Protozoan parasites cause serious human and
zoonotic infections, including life-threatening diseases such as
malaria, African and
American trypanosomiasis, and
leishmaniasis. These diseases are no more common in the developed world, but together they still threaten about 40% of the world population (WHO estimates). Mortality and morbidity are high in developing countries, and the lack of
vaccines makes
chemotherapy the only suitable option. However, available
antiparasitic drugs are hampered by more or less marked toxic side effects and by the emergence of drug resistance. As the main prevalence of
parasitic diseases occurs in the poorest areas of the world, the interest of the
pharmaceutical companies in the development of new drugs has been traditionally scarce.
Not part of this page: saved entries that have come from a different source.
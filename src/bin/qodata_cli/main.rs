mod app;
mod commands;
mod context;
mod utils;
mod formatters;
mod repl;

use anyhow::Result;
use clap::Parser;
use log::info;

fn main() -> Result<()> {
    let cli = app::Cli::parse();
    app::init_logging(cli.verbose);

    info!("qodata-cli starting");
    let result = app::run(cli);
    info!("qodata-cli done");

    result
}
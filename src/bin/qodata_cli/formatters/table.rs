use anyhow::Result;
use colored::*;
use prettytable::{Cell, Row as TableRow, Table};

use qodata::core::store::QueryResult;
use qodata::engine::QueryPlan;
use qodata::ql::RequestDescriptor;

use crate::formatters::Formatter;

/// Tabular output
pub struct TableFormatter {
    colored: bool,
}

impl TableFormatter {
    pub fn new(colored: bool) -> Self {
        TableFormatter { colored }
    }

    fn titles(&self, names: &[&str]) -> TableRow {
        TableRow::new(names.iter().map(|name| Cell::new(name).style_spec("b")).collect())
    }
}

fn pair(key: &str, value: &str) -> TableRow {
    TableRow::new(vec![Cell::new(key), Cell::new(value)])
}

/// One table row per plan node, depth first
fn plan_rows(table: &mut Table, plan: &QueryPlan, label: &str) {
    let window = match (plan.limit, plan.offset) {
        (Some(limit), Some(offset)) => format!("{} from {}", limit, offset),
        (Some(limit), None) => limit.to_string(),
        (None, Some(offset)) => format!("from {}", offset),
        (None, None) => String::new(),
    };
    let order: Vec<String> = plan.order.iter()
        .map(|key| format!("{} {}", key.field, key.direction))
        .collect();

    table.add_row(TableRow::new(vec![
        Cell::new(label),
        Cell::new(&plan.entity),
        Cell::new(&plan.projection.fields.join(", ")),
        Cell::new(&plan.predicate.as_ref().map(|p| p.to_string()).unwrap_or_default()),
        Cell::new(&order.join(", ")),
        Cell::new(&window),
    ]));

    for child in &plan.children {
        plan_rows(table, &child.plan, &format!("{}/{}", label, child.join.relationship));
    }
}

impl Formatter for TableFormatter {
    fn format_request(&self, request: &RequestDescriptor) -> Result<String> {
        let options = &request.options;
        let mut table = Table::new();
        table.set_titles(self.titles(&["Option", "Value"]));
        table.add_row(pair("path", &request.path.to_string()));

        if let Some(filter) = &options.filter {
            table.add_row(pair("$filter", &filter.to_string()));
        }
        if let Some(select) = &options.select {
            table.add_row(pair("$select", &select.join(", ")));
        }
        if !options.orderby.is_empty() {
            let items: Vec<String> = options.orderby.iter()
                .map(|item| format!("{} {}", item.field, item.direction))
                .collect();
            table.add_row(pair("$orderby", &items.join(", ")));
        }
        if !options.expand.is_empty() {
            let targets: Vec<&str> = options.expand.iter().map(|item| item.target.as_str()).collect();
            table.add_row(pair("$expand", &targets.join(", ")));
        }
        if let Some(top) = options.top {
            table.add_row(pair("$top", &top.to_string()));
        }
        if let Some(skip) = options.skip {
            table.add_row(pair("$skip", &skip.to_string()));
        }
        if let Some(token) = &options.skiptoken {
            table.add_row(pair("$skiptoken", token));
        }
        if options.count {
            table.add_row(pair("$count", "true"));
        }
        if let Some(search) = &options.search {
            table.add_row(pair("$search", search));
        }
        for (name, value) in &options.custom {
            table.add_row(pair(name, value));
        }
        Ok(table.to_string())
    }

    fn format_plan(&self, plan: &QueryPlan) -> Result<String> {
        let mut table = Table::new();
        table.set_titles(self.titles(&["Node", "Entity", "Fields", "Where", "Order", "Window"]));
        plan_rows(&mut table, plan, "$");
        Ok(table.to_string())
    }

    fn format_result(&self, result: &QueryResult, next_link: Option<&str>) -> Result<String> {
        let mut columns: Vec<&str> = Vec::new();
        let mut expansions: Vec<&str> = Vec::new();
        for row in &result.rows {
            for field in row.values.keys() {
                if !columns.contains(&field.as_str()) {
                    columns.push(field);
                }
            }
            for name in row.expanded.keys() {
                if !expansions.contains(&name.as_str()) {
                    expansions.push(name);
                }
            }
        }

        let mut table = Table::new();
        let titles: Vec<&str> = columns.iter().chain(expansions.iter()).copied().collect();
        table.set_titles(self.titles(&titles));

        for row in &result.rows {
            let mut cells: Vec<Cell> = columns.iter()
                .map(|column| Cell::new(&row.values.get(*column).map(|v| v.to_string()).unwrap_or_default()))
                .collect();
            for name in &expansions {
                let text = match row.expansion(name) {
                    Some(expansion) => format!("[{} row(s)]", expansion.rows.len()),
                    None => String::new(),
                };
                cells.push(Cell::new(&text));
            }
            table.add_row(TableRow::new(cells));
        }

        let mut out = table.to_string();
        if let Some(count) = result.count {
            out.push_str(&format!("total: {}\n", count));
        }
        if let Some(link) = next_link {
            out.push_str(&format!("next: {}\n", link));
        }
        Ok(out)
    }

    fn format_sets(&self, sets: &[(String, String)]) -> Result<String> {
        let mut table = Table::new();
        table.set_titles(self.titles(&["Entity set", "Type"]));
        for (name, description) in sets {
            table.add_row(pair(name, description));
        }
        Ok(table.to_string())
    }

    fn format_error(&self, error: &str) -> String {
        if self.colored {
            format!("{}", error.red().bold())
        } else {
            format!("Error: {}", error)
        }
    }

    fn format_info(&self, info: &str) -> String {
        if self.colored {
            format!("{}", info.blue())
        } else {
            info.to_string()
        }
    }

    fn format_success(&self, success: &str) -> String {
        if self.colored {
            format!("{}", success.green().bold())
        } else {
            success.to_string()
        }
    }
}
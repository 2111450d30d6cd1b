use thiserror::Error;

#[derive(Error, Debug)]
pub enum CliError {
    #[error("No schema loaded; pass --schema <service.json>")]
    NoSchema,

    #[error("Unknown command: .{0} (try .help)")]
    UnknownCommand(String),

    #[error("Usage: {0}")]
    Usage(&'static str),

    #[error("Unknown format: {0}")]
    UnknownFormat(String),
}
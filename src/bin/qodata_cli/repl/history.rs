use std::collections::VecDeque;
use std::fs;
use std::path::PathBuf;

use anyhow::Result;

/// Bounded command history persisted one entry per line
pub struct History {
    path: PathBuf,
    entries: VecDeque<String>,
    capacity: usize,
}

impl History {
    pub fn new<P: Into<PathBuf>>(path: P, capacity: usize) -> Self {
        History {
            path: path.into(),
            entries: VecDeque::new(),
            capacity,
        }
    }

    /// Read saved entries; a missing file is an empty history
    pub fn load(&mut self) -> Result<()> {
        if !self.path.exists() {
            return Ok(());
        }
        let text = fs::read_to_string(&self.path)?;
        self.entries.clear();
        for line in text.lines() {
            self.add(line);
        }
        Ok(())
    }

    pub fn save(&self) -> Result<()> {
        let mut text = String::new();
        for entry in &self.entries {
            text.push_str(entry);
            text.push('\n');
        }
        fs::write(&self.path, text)?;
        Ok(())
    }

    /// Record a line, skipping blanks and immediate repeats
    pub fn add(&mut self, line: &str) {
        let line = line.trim();
        if line.is_empty() || self.entries.back().map_or(false, |last| last == line) {
            return;
        }
        self.entries.push_back(line.to_string());
        while self.entries.len() > self.capacity {
            self.entries.pop_front();
        }
    }

    pub fn entries(&self) -> impl Iterator<Item = &String> {
        self.entries.iter()
    }

    pub fn search<'a>(&'a self, pattern: &'a str) -> impl Iterator<Item = &'a String> + 'a {
        self.entries.iter().filter(move |entry| entry.contains(pattern))
    }
}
The establishment of public-private partnerships focused on tropical diseases is changing this situation, allowing the exploitation of the technological advances that took place during the past decade related to genomics, proteomics, and in silico
drug discovery approaches. These techniques allowed the identification of new molecular targets that in some cases are shared by different parasites. In this review we outline the recent developments in the fields of
protease and
topoisomerase inhibitors, antimicrobial and
cell-penetrating peptides, and RNA interference. We also report on the rapidly developing field of new vectors (micro and nano particles, mesoporous materials) that in some cases can cross host or parasite natural barriers and, by selectively delivering new or already in use drugs to the target site, minimize dosage and side effects.